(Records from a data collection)
══════════

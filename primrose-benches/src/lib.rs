//! Benchmark support crate for primrose.
//!
//! Provides seeded synthetic graphs and parameter types used by the Criterion
//! benchmarks comparing the naive and heap Prim builders.

pub mod error;
pub mod params;
pub mod synthetic;
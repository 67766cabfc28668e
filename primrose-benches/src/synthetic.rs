//! Seeded synthetic graphs for benchmarking.
//!
//! Every generated graph is connected: a random spanning backbone links each
//! vertex to an earlier one, and extra random edges are layered on top.

use primrose_core::{Graph, GraphBuilder};

use crate::error::BenchSetupError;
use rand::{Rng, SeedableRng, rngs::SmallRng};

/// Errors that may occur during synthetic graph generation.
#[derive(Clone, Debug, thiserror::Error, PartialEq, Eq)]
pub enum SyntheticError {
    /// The requested vertex count was zero.
    #[error("vertex count must be greater than zero")]
    ZeroVertices,
    /// Extra edges were requested for a graph that cannot hold them.
    #[error("a single-vertex graph cannot carry {extra_edges} extra edges")]
    NoRoomForEdges {
        /// The rejected extra edge count.
        extra_edges: usize,
    },
}

/// Configuration for synthetic graph generation.
#[derive(Clone, Debug)]
pub struct SyntheticGraphConfig {
    /// Number of vertices, labelled `0..vertex_count`.
    pub vertex_count: usize,
    /// Random edges added on top of the `vertex_count - 1` backbone edges.
    pub extra_edges: usize,
    /// RNG seed for reproducibility.
    pub seed: u64,
}

impl SyntheticGraphConfig {
    /// Total number of edges the generated graph will hold.
    #[must_use]
    pub const fn edge_count(&self) -> usize {
        self.vertex_count
            .saturating_sub(1)
            .saturating_add(self.extra_edges)
    }
}

/// Generates a connected graph with weights drawn uniformly from `[1, 100)`.
///
/// # Errors
///
/// Returns [`SyntheticError`] for a zero vertex count or for extra edges on
/// a single vertex, and a graph error if the graph cannot be assembled.
///
/// # Examples
///
/// ```
/// use primrose_benches::synthetic::{SyntheticGraphConfig, generate_graph};
///
/// let config = SyntheticGraphConfig { vertex_count: 10, extra_edges: 5, seed: 42 };
/// let graph = generate_graph(&config)?;
/// assert_eq!(graph.vertex_count(), 10);
/// assert_eq!(graph.edge_count(), 14);
/// # Ok::<(), Box<dyn std::error::Error>>(())
/// ```
pub fn generate_graph(config: &SyntheticGraphConfig) -> Result<Graph<usize>, BenchSetupError> {
    let vertex_count = config.vertex_count;
    if vertex_count == 0 {
        return Err(SyntheticError::ZeroVertices.into());
    }
    if vertex_count == 1 && config.extra_edges > 0 {
        return Err(SyntheticError::NoRoomForEdges {
            extra_edges: config.extra_edges,
        }
        .into());
    }

    let mut rng = SmallRng::seed_from_u64(config.seed);
    let mut builder = GraphBuilder::new().with_vertex(0);
    for vertex in 1..vertex_count {
        let parent = rng.gen_range(0..vertex);
        builder = builder.with_edge(parent, vertex, weight(&mut rng));
    }
    for _ in 0..config.extra_edges {
        let source = rng.gen_range(0..vertex_count);
        let target = distinct_vertex(&mut rng, vertex_count, source);
        builder = builder.with_edge(source, target, weight(&mut rng));
    }
    Ok(builder.build()?)
}

fn weight(rng: &mut SmallRng) -> f64 {
    rng.gen_range(1.0..100.0)
}

/// Draws a vertex other than `exclude`; requires `vertex_count >= 2`.
fn distinct_vertex(rng: &mut SmallRng, vertex_count: usize, exclude: usize) -> usize {
    let drawn = rng.gen_range(0..vertex_count.saturating_sub(1));
    if drawn >= exclude {
        drawn.saturating_add(1)
    } else {
        drawn
    }
}
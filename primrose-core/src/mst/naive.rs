//! Naive Prim: rescan the whole frontier on every iteration.

use tracing::{debug, instrument};

use crate::{
    error::{MstError, Result},
    graph::{Graph, Vertex},
};

use super::{
    MinimumSpanningTree, resolve_start,
    frontier::{Frontier, SelectedEdge, TreeAssembler},
};

/// Computes a minimum spanning tree by scanning every frontier edge on each
/// iteration, starting from the first vertex in insertion order.
///
/// Ties are broken by scan order: frontier vertices are visited in the order
/// they joined the tree, their neighbours in edge insertion order, and the
/// first minimum-weight candidate wins. The result is therefore fully
/// reproducible for a given graph.
///
/// # Errors
/// Returns [`MstError::EmptyGraph`] for a graph without vertices and
/// [`MstError::Disconnected`] when some vertex cannot be reached.
///
/// # Examples
/// ```
/// use primrose_core::{Graph, naive_prim};
///
/// let graph = Graph::from_edges([(1, 2, 3.0), (2, 3, 7.0), (1, 3, 9.0)])?;
/// let tree = naive_prim(&graph)?;
/// assert_eq!(tree.len(), 2);
/// assert_eq!(tree.total_weight(), 10.0);
/// # Ok::<(), Box<dyn std::error::Error>>(())
/// ```
pub fn naive_prim<V: Vertex>(graph: &Graph<V>) -> Result<MinimumSpanningTree<V>> {
    grow(graph, None)
}

/// Computes a minimum spanning tree with the naive scan, growing the tree
/// from `start`.
///
/// # Errors
/// Returns [`MstError::Graph`] wrapping an unknown-vertex error when `start`
/// is absent, plus every error [`naive_prim`] can return.
pub fn naive_prim_from<V: Vertex>(graph: &Graph<V>, start: &V) -> Result<MinimumSpanningTree<V>> {
    grow(graph, Some(start))
}

#[instrument(
    name = "mst.naive_prim",
    err,
    skip_all,
    fields(
        vertices = graph.vertex_count(),
        edges = graph.edge_count(),
        explicit_start = start.is_some(),
    ),
)]
fn grow<V: Vertex>(graph: &Graph<V>, start: Option<&V>) -> Result<MinimumSpanningTree<V>> {
    let root = resolve_start(graph, start)?;
    let mut frontier = Frontier::new(graph.vertex_count(), root);
    let mut tree = TreeAssembler::for_vertices(graph.vertex_count());

    while !frontier.is_complete() {
        let edge = lightest_crossing_edge(graph, &frontier).ok_or(MstError::Disconnected {
            reached: frontier.len(),
            vertex_count: graph.vertex_count(),
        })?;
        frontier.insert(edge.target);
        tree.push(edge);
    }

    let mst = tree.finish(graph);
    debug!(
        edges = mst.len(),
        total_weight = mst.total_weight(),
        "naive prim complete"
    );
    Ok(mst)
}

/// Returns the lightest edge leaving the frontier, or `None` when no edge
/// crosses the cut.
fn lightest_crossing_edge<V>(graph: &Graph<V>, frontier: &Frontier) -> Option<SelectedEdge> {
    let mut best: Option<SelectedEdge> = None;
    for &source in frontier.members() {
        for adjacent in graph.adjacent(source) {
            if frontier.contains(adjacent.vertex) {
                continue;
            }
            let lighter =
                best.is_none_or(|current| adjacent.weight.total_cmp(&current.weight).is_lt());
            if lighter {
                best = Some(SelectedEdge {
                    source,
                    target: adjacent.vertex,
                    weight: adjacent.weight,
                });
            }
        }
    }
    best
}
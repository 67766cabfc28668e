//! Edge-list provider that parses whitespace-separated text into a
//! [`primrose_core::Graph`].
//!
//! The format is a header line `<vertex count> <edge count>` followed by one
//! `<source> <destination> <weight>` line per edge. Blank lines are skipped.

mod errors;
mod parse;
mod provider;

pub use errors::{EdgeListError, EdgeListErrorCode, EdgeField};
pub use provider::EdgeListProvider;
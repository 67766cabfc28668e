//! Incremental construction of [`Graph`] values.

use std::{collections::HashMap, sync::Arc};

use crate::error::GraphError;

use super::{Adjacent, Edge, Graph, Vertex};

#[derive(Clone, Debug)]
enum Item<V> {
    Vertex(V),
    Edge(Edge<V>),
}

/// Configures and constructs [`Graph`] instances.
///
/// Vertices and edges are recorded in call order and validated by
/// [`GraphBuilder::build`]. Explicit vertices make it possible to describe
/// graphs with isolated vertices, such as the single-vertex graph.
///
/// # Examples
/// ```
/// use primrose_core::GraphBuilder;
///
/// let graph = GraphBuilder::new()
///     .with_vertex("hub")
///     .with_edge("spoke", "hub", 1.0)
///     .build()?;
/// assert_eq!(graph.vertices(), &["hub", "spoke"]);
/// # Ok::<(), primrose_core::GraphError>(())
/// ```
#[derive(Clone, Debug)]
pub struct GraphBuilder<V> {
    items: Vec<Item<V>>,
}

impl<V> Default for GraphBuilder<V> {
    fn default() -> Self {
        Self { items: Vec::new() }
    }
}

impl<V: Vertex> GraphBuilder<V> {
    /// Creates an empty builder.
    #[must_use]
    pub fn new() -> Self {
        Self::default()
    }

    /// Registers `vertex` without connecting it to anything.
    ///
    /// Registering a vertex twice has no further effect.
    #[must_use]
    pub fn with_vertex(mut self, vertex: V) -> Self {
        self.items.push(Item::Vertex(vertex));
        self
    }

    /// Adds an undirected edge between `source` and `target`.
    #[must_use]
    pub fn with_edge(mut self, source: V, target: V, weight: f64) -> Self {
        self.items
            .push(Item::Edge(Edge::new(source, target, weight)));
        self
    }

    /// Adds every `(u, v, weight)` triple in `edges`.
    #[must_use]
    pub fn with_edges<I>(mut self, edges: I) -> Self
    where
        I: IntoIterator<Item = (V, V, f64)>,
    {
        self.items
            .extend(edges.into_iter().map(|edge| Item::Edge(edge.into())));
        self
    }

    /// Validates the recorded items and constructs the [`Graph`].
    ///
    /// # Errors
    /// Returns [`GraphError::NonFiniteWeight`] for the first edge whose
    /// weight is NaN or infinite. The edge index counts edges only.
    pub fn build(self) -> Result<Graph<V>, GraphError> {
        let mut graph = Graph {
            vertices: Vec::new(),
            index: HashMap::new(),
            adjacency: Vec::new(),
            edges: Vec::new(),
        };
        let mut edge_index = 0_usize;

        for item in self.items {
            match item {
                Item::Vertex(vertex) => {
                    intern(&mut graph, vertex);
                }
                Item::Edge(edge) => {
                    insert_edge(&mut graph, edge_index, edge)?;
                    edge_index = edge_index.saturating_add(1);
                }
            }
        }

        Ok(graph)
    }
}

fn intern<V: Vertex>(graph: &mut Graph<V>, vertex: V) -> usize {
    if let Some(&index) = graph.index.get(&vertex) {
        return index;
    }
    let index = graph.vertices.len();
    graph.index.insert(vertex.clone(), index);
    graph.vertices.push(vertex);
    graph.adjacency.push(Vec::new());
    index
}

fn insert_edge<V: Vertex>(
    graph: &mut Graph<V>,
    edge_index: usize,
    edge: Edge<V>,
) -> Result<(), GraphError> {
    let Edge {
        source,
        target,
        weight,
    } = edge;

    if !weight.is_finite() {
        return Err(GraphError::NonFiniteWeight {
            index: edge_index,
            left: Arc::from(source.to_string()),
            right: Arc::from(target.to_string()),
            weight,
        });
    }

    let left = intern(graph, source);
    let right = intern(graph, target);
    if left == right {
        return Ok(());
    }

    push_adjacent(graph, left, right, weight);
    push_adjacent(graph, right, left, weight);
    graph.edges.push((left, right, weight));
    Ok(())
}

fn push_adjacent<V>(graph: &mut Graph<V>, from: usize, to: usize, weight: f64) {
    if let Some(list) = graph.adjacency.get_mut(from) {
        list.push(Adjacent { vertex: to, weight });
    }
}
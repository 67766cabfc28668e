//! Benchmark parameter types.

use std::fmt;

/// Size of the graph used in one benchmark case.
#[derive(Clone, Copy, Debug)]
pub struct GraphBenchParams {
    /// Number of vertices.
    pub vertex_count: usize,
    /// Number of edges, including the spanning backbone.
    pub edge_count: usize,
}

impl fmt::Display for GraphBenchParams {
    fn fmt(&self, f: &mut fmt::Formatter<'_>) -> fmt::Result {
        write!(f, "V={},E={}", self.vertex_count, self.edge_count)
    }
}
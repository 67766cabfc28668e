//! Primrose core library.
//!
//! Minimum spanning trees of weighted undirected graphs with Prim's
//! algorithm, in a naive `O(V·E)` variant and a binary-heap `O(E log E)`
//! variant with lazy deletion.
#![cfg_attr(docsrs, feature(doc_cfg))]

mod error;
mod graph;
mod mst;

#[cfg(test)]
mod test_utils;

pub use crate::{
    error::{GraphError, GraphErrorCode, MstError, MstErrorCode, Result},
    graph::{Edge, Graph, GraphBuilder, Neighbors, Vertex},
    mst::{
        MinimumSpanningTree, MstEdge, PrimStrategy, heap_prim, heap_prim_from, naive_prim,
        naive_prim_from,
    },
};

══════════

# [Goal of the exercise]
Starting at the first line of the records, print each line exactly, stopping after the line that contains "cannot hold them.".

# [Solution for this exercise]
filename primrose-benches/src/lib.rs
//! Benchmark support crate for primrose.
//!
//! Provides seeded synthetic graphs and parameter types used by the Criterion
//! benchmarks comparing the naive and heap Prim builders.

pub mod error;
pub mod params;
pub mod synthetic;
repository 67766cabfc28668e
filename primrose-benches/src/synthetic.rs
//! Seeded synthetic graphs for benchmarking.
//!
//! Every generated graph is connected: a random spanning backbone links each
//! vertex to an earlier one, and extra random edges are layered on top.

use primrose_core::{Graph, GraphBuilder};

use crate::error::BenchSetupError;
use rand::{Rng, SeedableRng, rngs::SmallRng};

/// Errors that may occur during synthetic graph generation.
#[derive(Clone, Debug, thiserror::Error, PartialEq, Eq)]
pub enum SyntheticError {
    /// The requested vertex count was zero.
    #[error("vertex count must be greater than zero")]
    ZeroVertices,
    /// Extra edges were requested for a graph that cannot hold them.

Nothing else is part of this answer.